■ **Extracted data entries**
use anyhow::{Context, Result};
use reqwest::{Client, Url};
use serde::de::DeserializeOwned;
use std::time::Duration;

use crate::api::dto::{CommentHit, PostHit, SearchPage, Stats};

const REQUEST_TIMEOUT: Duration = Duration::from_secs(10);

#[derive(Debug, Clone)]
pub struct ApiClient {
    client: Client,
    base_url: Url,
}

impl ApiClient {
    pub fn new(base_url: &str) -> Result<Self> {
        let base_url = Url::parse(base_url.trim_end_matches('/'))
            .with_context(|| format!("Invalid API URL: {}", base_url))?;
        let client = Client::builder()
            .timeout(REQUEST_TIMEOUT)
            .build()
            .context("Failed to build HTTP client")?;

        Ok(Self { client, base_url })
    }

    fn endpoint(&self, path: &str) -> Result<Url> {
        self.base_url
            .join(path)
            .with_context(|| format!("Failed to build URL for path {}", path))
    }

    async fn get_json<T: DeserializeOwned>(&self, url: Url, call_name: &str) -> Result<T> {
        let response = self
            .client
            .get(url)
            .send()
            .await
            .with_context(|| format!("Failed to call {}", call_name))?;

        response
            .error_for_status_ref()
            .with_context(|| format!("{} returned error", call_name))?;

        response
            .json::<T>()
            .await
            .with_context(|| format!("Failed to parse {} response", call_name))
    }

    async fn search_page<T: DeserializeOwned>(
        &self,
        path: &str,
        term: &str,
        offset: i64,
        call_name: &str,
    ) -> Result<SearchPage<T>> {
        let mut url = self.endpoint(path)?;
        url.query_pairs_mut()
            .append_pair("term", term)
            .append_pair("offset", &offset.to_string());

        let page: SearchPage<T> = self.get_json(url, call_name).await?;
        if !page.success {
            anyhow::bail!("{} reported failure", call_name);
        }
        Ok(page)
    }

    pub async fn search_image_posts(&self, term: &str, offset: i64) -> Result<SearchPage<PostHit>> {
        self.search_page("/search/image-posts", term, offset, "GET /search/image-posts")
            .await
    }

    pub async fn search_comments(&self, term: &str, offset: i64) -> Result<SearchPage<CommentHit>> {
        self.search_page("/search/comments", term, offset, "GET /search/comments")
            .await
    }

    /// First page for both categories, fetched concurrently. Fails as a
    /// whole if either category fails; there is no partial result.
    pub async fn search_both(
        &self,
        term: &str,
    ) -> Result<(SearchPage<PostHit>, SearchPage<CommentHit>)> {
        let (posts, comments) = tokio::join!(
            self.search_image_posts(term, 0),
            self.search_comments(term, 0),
        );
        Ok((posts?, comments?))
    }

    pub async fn fetch_stats(&self) -> Result<Stats> {
        self.get_json(self.endpoint("/stats")?, "GET /stats").await
    }
}
use std::collections::HashMap;

use serde::Serialize;

/// Settings document for `POST /indexes/:uid/settings`. Only fields that are
/// set get sent; omitted fields keep their current value on the instance.
#[derive(Debug, Clone, Default, Serialize)]
#[serde(rename_all = "camelCase")]
pub struct IndexSettings {
    #[serde(skip_serializing_if = "Option::is_none")]
    pub displayed_attributes: Option<Vec<String>>,
    #[serde(skip_serializing_if = "Option::is_none")]
    pub searchable_attributes: Option<Vec<String>>,
    #[serde(skip_serializing_if = "Option::is_none")]
    pub attributes_for_faceting: Option<Vec<String>>,
    #[serde(skip_serializing_if = "Option::is_none")]
    pub stop_words: Option<Vec<String>>,
    #[serde(skip_serializing_if = "Option::is_none")]
    pub distinct_attribute: Option<String>,
    #[serde(skip_serializing_if = "Option::is_none")]
    pub synonyms: Option<HashMap<String, Vec<String>>>,
}
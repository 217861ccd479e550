mod panel;
mod throttle;

pub use panel::{PanelState, ResultSet};
pub use throttle::Throttle;

use std::time::Duration;
use tokio::task::JoinHandle;

use crate::api::dto::{CommentHit, PostHit, SearchPage, Stats};

/// Window in which repeated submissions are dropped.
pub const SUBMIT_WINDOW: Duration = Duration::from_millis(2000);

/// The one user-facing failure message. No detail, no retry.
pub const FAILURE_BANNER: &str = "IRGENDWAS DOOFES IST PASSIERT :/";

pub const HINTS: &[&str] = &[
    "Tags werden nicht durchsucht - verwende dafür die Suche auf pr0gramm.",
    "Inhalte von Kommentaren werden nicht angezeigt, weil wir hier keine Inhalte hosten (wollen/dürfen).",
    "Das pr0gramm mag dich <3",
    "Pizza mit Ananas ist essbar",
    "Der Suchindex ist nicht vollständig, wird aber laufend aktualisiert.",
];

pub struct App {
    pub running: bool,
    pub query_input: String,
    pub posts: PanelState<PostHit>,
    pub comments: PanelState<CommentHit>,
    pub stats: Option<Stats>,
    /// Set when a combined search (or a load-more) fails; cleared by the
    /// next accepted submission.
    pub failed: bool,
    pub throttle: Throttle,
    /// Handle of the in-flight combined search, if any. Aborting it
    /// cancels both category requests.
    pub search_task: Option<JoinHandle<()>>,
    pub throbber_state: throbber_widgets_tui::ThrobberState,
    pub hint_index: usize,
}

impl App {
    pub fn new() -> Self {
        Self {
            running: true,
            query_input: String::new(),
            posts: PanelState::Idle,
            comments: PanelState::Idle,
            stats: None,
            failed: false,
            throttle: Throttle::new(SUBMIT_WINDOW),
            search_task: None,
            throbber_state: throbber_widgets_tui::ThrobberState::default(),
            hint_index: 0,
        }
    }

    pub fn is_loading(&self) -> bool {
        self.posts.is_loading() || self.comments.is_loading()
    }

    /// Handle a submission. Any in-flight combined search is aborted first
    /// (back to Idle), then the throttle decides whether this submission is
    /// admitted at all. Returns the term to search when it is.
    pub fn begin_search(&mut self) -> Option<String> {
        let term = self.query_input.trim().to_string();
        if term.is_empty() {
            return None;
        }

        if let Some(task) = self.search_task.take() {
            task.abort();
            self.posts = PanelState::Idle;
            self.comments = PanelState::Idle;
        }

        if !self.throttle.try_accept() {
            return None;
        }

        self.failed = false;
        self.posts = PanelState::Loading;
        self.comments = PanelState::Loading;
        Some(term)
    }

    pub fn search_completed(
        &mut self,
        posts: SearchPage<PostHit>,
        comments: SearchPage<CommentHit>,
    ) {
        self.posts = PanelState::Loaded {
            results: ResultSet::from_first_page(posts),
            loading_more: false,
        };
        self.comments = PanelState::Loaded {
            results: ResultSet::from_first_page(comments),
            loading_more: false,
        };
        self.search_task = None;
    }

    pub fn search_failed(&mut self) {
        self.posts = PanelState::Failed;
        self.comments = PanelState::Failed;
        self.failed = true;
        self.search_task = None;
    }

    pub fn current_hint(&self) -> &'static str {
        HINTS[self.hint_index % HINTS.len()]
    }

    pub fn advance_hint(&mut self) {
        self.hint_index = (self.hint_index + 1) % HINTS.len();
    }
}

#[cfg(test)]
mod tests {
    use super::*;

    fn post_page(hits: u32, total: u64, offset: i64) -> SearchPage<PostHit> {
        SearchPage {
            success: true,
            term: "katze".to_string(),
            hits: (0..hits)
                .map(|n| PostHit {
                    id: n as i64,
                    author: "gamb".to_string(),
                    thumb_url: String::new(),
                    sfw_flag: "1".to_string(),
                    promoted: 0,
                    created_at: 0,
                    up: 1,
                    down: 0,
                })
                .collect(),
            limit: 40,
            total,
            offset,
            query_time_ms: 2,
        }
    }

    fn comment_page() -> SearchPage<CommentHit> {
        SearchPage {
            success: true,
            term: "katze".to_string(),
            hits: vec![],
            limit: 20,
            total: 0,
            offset: 0,
            query_time_ms: 1,
        }
    }

    #[test]
    fn empty_input_is_never_submitted() {
        let mut app = App::new();
        app.query_input = "   ".to_string();
        assert_eq!(app.begin_search(), None);
        assert!(matches!(app.posts, PanelState::Idle));
    }

    #[test]
    fn rapid_resubmission_is_dropped_by_the_throttle() {
        let mut app = App::new();
        app.query_input = "katze".to_string();

        assert_eq!(app.begin_search(), Some("katze".to_string()));
        // Immediately again: inside the 2 s window, dropped.
        assert_eq!(app.begin_search(), None);
    }

    #[test]
    fn submission_trims_the_input() {
        let mut app = App::new();
        app.query_input = "  Katze  ".to_string();
        assert_eq!(app.begin_search(), Some("Katze".to_string()));
        assert!(matches!(app.posts, PanelState::Loading));
        assert!(matches!(app.comments, PanelState::Loading));
    }

    #[test]
    fn completed_search_loads_both_panels() {
        let mut app = App::new();
        app.query_input = "katze".to_string();
        app.begin_search().unwrap();

        app.search_completed(post_page(15, 47, 0), comment_page());

        let posts = app.posts.results().unwrap();
        assert_eq!(posts.hits.len(), 15);
        assert_eq!(posts.total, 47);
        assert!(!app.failed);
        assert!(!app.is_loading());
    }

    #[test]
    fn failed_search_marks_both_panels_and_raises_the_banner() {
        let mut app = App::new();
        app.query_input = "katze".to_string();
        app.begin_search().unwrap();

        app.search_failed();

        assert!(matches!(app.posts, PanelState::Failed));
        assert!(matches!(app.comments, PanelState::Failed));
        assert!(app.failed);
    }

    #[test]
    fn hints_rotate_and_wrap() {
        let mut app = App::new();
        let first = app.current_hint();
        for _ in 0..HINTS.len() {
            app.advance_hint();
        }
        assert_eq!(app.current_hint(), first);
    }
}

■ **Problem requirements**
Return all lines from the data that include the string "endpoint".

■ **Result for this task**
    fn endpoint(&self, path: &str) -> Result<Url> {
        let mut url = self.endpoint(path)?;
        self.get_json(self.endpoint("/stats")?, "GET /stats").await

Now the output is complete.